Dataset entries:
·····

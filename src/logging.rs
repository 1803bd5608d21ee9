//! Tracing subscriber setup

use anyhow::{Result, anyhow};
use tracing_subscriber::EnvFilter;

use crate::config::LoggingConfig;

/// Install the global subscriber. `RUST_LOG` takes precedence over the configured level.
pub fn init(config: &LoggingConfig) -> Result<()> {
    let filter = EnvFilter::try_from_default_env()
        .or_else(|_| EnvFilter::try_new(&config.level))
        .unwrap_or_else(|_| EnvFilter::new("info"));

    let builder = tracing_subscriber::fmt().with_env_filter(filter);
    let installed = match config.format.as_str() {
        "json" => builder.json().try_init(),
        _ => builder.pretty().try_init(),
    };
    installed.map_err(|e| anyhow!("Failed to initialize logging: {e}"))?;

    tracing::debug!("Logging initialized ({} format)", config.format);
    Ok(())
}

·····

Each record is to be repeated exactly.

filename src/logging.rs
repository 1803bd5608d21ee9
//! Tracing subscriber setup

use anyhow::{Result, anyhow};
use tracing_subscriber::EnvFilter;

use crate::config::LoggingConfig;

/// Install the global subscriber. `RUST_LOG` takes precedence over the configured level.
pub fn init(config: &LoggingConfig) -> Result<()> {
    let filter = EnvFilter::try_from_default_env()
        .or_else(|_| EnvFilter::try_new(&config.level))
        .unwrap_or_else(|_| EnvFilter::new("info"));

    let builder = tracing_subscriber::fmt().with_env_filter(filter);
    let installed = match config.format.as_str() {
        "json" => builder.json().try_init(),
        _ => builder.pretty().try_init(),
    };
    installed.map_err(|e| anyhow!("Failed to initialize logging: {e}"))?;

    tracing::debug!("Logging initialized ({} format)", config.format);
    Ok(())
}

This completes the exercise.